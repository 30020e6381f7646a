use super::payment::PaymentMethod;
use super::quantity::Quantity;
use crate::error::{OrderFlowError, Result};
use rust_decimal::{Decimal, RoundingStrategy};
use rust_decimal_macros::dec;
use serde::{Deserialize, Serialize};
use std::fmt;

/// Units priced when no quantity has been chosen yet.
const FALLBACK_QUANTITY: u32 = 500;

/// Fraction digits kept when rendering naira amounts.
const NGN_MAX_FRACTION_DIGITS: u32 = 3;

/// Rates used to turn a quantity into a displayed total.
#[derive(Debug, Clone, Copy, PartialEq, Serialize, Deserialize)]
#[serde(default)]
pub struct PricingConfig {
    /// Naira charged per unit.
    pub unit_rate: Decimal,
    /// Naira per USDT.
    pub crypto_divisor: Decimal,
}

impl Default for PricingConfig {
    fn default() -> Self {
        Self {
            unit_rate: dec!(4.5),
            crypto_divisor: dec!(1500),
        }
    }
}

impl PricingConfig {
    pub fn validate(&self) -> Result<()> {
        if self.unit_rate <= Decimal::ZERO {
            return Err(OrderFlowError::InvalidConfig(
                "unit_rate must be positive".to_string(),
            ));
        }
        if self.crypto_divisor <= Decimal::ZERO {
            return Err(OrderFlowError::InvalidConfig(
                "crypto_divisor must be positive".to_string(),
            ));
        }
        Ok(())
    }
}

#[derive(Debug, Serialize, Deserialize, PartialEq, Eq, Clone, Copy)]
#[serde(rename_all = "UPPERCASE")]
pub enum Currency {
    Ngn,
    Usdt,
}

/// A computed total in the currency the customer pays with.
#[derive(Debug, Clone, Copy, PartialEq, Serialize)]
pub struct Price {
    pub value: Decimal,
    pub currency: Currency,
}

impl fmt::Display for Price {
    fn fmt(&self, f: &mut fmt::Formatter<'_>) -> fmt::Result {
        match self.currency {
            Currency::Ngn => write!(f, "₦{}", group_thousands(self.value)),
            Currency::Usdt => write!(f, "${:.2} USDT", self.value),
        }
    }
}

/// Stateless calculator; every call recomputes from its inputs.
#[derive(Debug, Clone, Copy, Default)]
pub struct PricingCalculator {
    config: PricingConfig,
}

impl PricingCalculator {
    pub fn new(config: PricingConfig) -> Self {
        Self { config }
    }

    pub fn quote(&self, quantity: Option<Quantity>, payment: Option<PaymentMethod>) -> Price {
        let units = quantity.map_or(FALLBACK_QUANTITY, |q| q.value());
        let base = Decimal::from(units) * self.config.unit_rate;

        match payment {
            Some(PaymentMethod::Crypto) => Price {
                value: (base / self.config.crypto_divisor)
                    .round_dp_with_strategy(2, RoundingStrategy::MidpointAwayFromZero),
                currency: Currency::Usdt,
            },
            Some(PaymentMethod::Ngn) | None => Price {
                value: base,
                currency: Currency::Ngn,
            },
        }
    }
}

/// Renders `value` the way an en-US locale does: comma-grouped integer part
/// and at most three fraction digits without trailing zeros.
fn group_thousands(value: Decimal) -> String {
    let rounded = value
        .round_dp_with_strategy(NGN_MAX_FRACTION_DIGITS, RoundingStrategy::MidpointAwayFromZero)
        .normalize();
    let text = rounded.abs().to_string();
    let (integer, fraction) = match text.split_once('.') {
        Some((i, f)) => (i, Some(f)),
        None => (text.as_str(), None),
    };

    let mut grouped = String::with_capacity(integer.len() + integer.len() / 3 + 1);
    if rounded.is_sign_negative() && !rounded.is_zero() {
        grouped.push('-');
    }
    for (i, digit) in integer.chars().enumerate() {
        if i > 0 && (integer.len() - i) % 3 == 0 {
            grouped.push(',');
        }
        grouped.push(digit);
    }
    if let Some(fraction) = fraction {
        grouped.push('.');
        grouped.push_str(fraction);
    }
    grouped
}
■ ■ ■ ■ ■
_TRY IT_
Above are records; repeat only the lines starting at the line with "fn default() ->" and ending at the line with "Some(PaymentMethod::Crypto) => Price", exactly as they appear, both included.

_SOLUTION FOR THIS PROBLEM_
    fn default() -> Self {
        Self {
            unit_rate: dec!(4.5),
            crypto_divisor: dec!(1500),
        }
    }
}

impl PricingConfig {
    pub fn validate(&self) -> Result<()> {
        if self.unit_rate <= Decimal::ZERO {
            return Err(OrderFlowError::InvalidConfig(
                "unit_rate must be positive".to_string(),
            ));
        }
        if self.crypto_divisor <= Decimal::ZERO {
            return Err(OrderFlowError::InvalidConfig(
                "crypto_divisor must be positive".to_string(),
            ));
        }
        Ok(())
    }
}

#[derive(Debug, Serialize, Deserialize, PartialEq, Eq, Clone, Copy)]
#[serde(rename_all = "UPPERCASE")]
pub enum Currency {
    Ngn,
    Usdt,
}

/// A computed total in the currency the customer pays with.
#[derive(Debug, Clone, Copy, PartialEq, Serialize)]
pub struct Price {
    pub value: Decimal,
    pub currency: Currency,
}

impl fmt::Display for Price {
    fn fmt(&self, f: &mut fmt::Formatter<'_>) -> fmt::Result {
        match self.currency {
            Currency::Ngn => write!(f, "₦{}", group_thousands(self.value)),
            Currency::Usdt => write!(f, "${:.2} USDT", self.value),
        }
    }
}

/// Stateless calculator; every call recomputes from its inputs.
#[derive(Debug, Clone, Copy, Default)]
pub struct PricingCalculator {
    config: PricingConfig,
}

impl PricingCalculator {
    pub fn new(config: PricingConfig) -> Self {
        Self { config }
    }

    pub fn quote(&self, quantity: Option<Quantity>, payment: Option<PaymentMethod>) -> Price {
        let units = quantity.map_or(FALLBACK_QUANTITY, |q| q.value());
        let base = Decimal::from(units) * self.config.unit_rate;

        match payment {
            Some(PaymentMethod::Crypto) => Price {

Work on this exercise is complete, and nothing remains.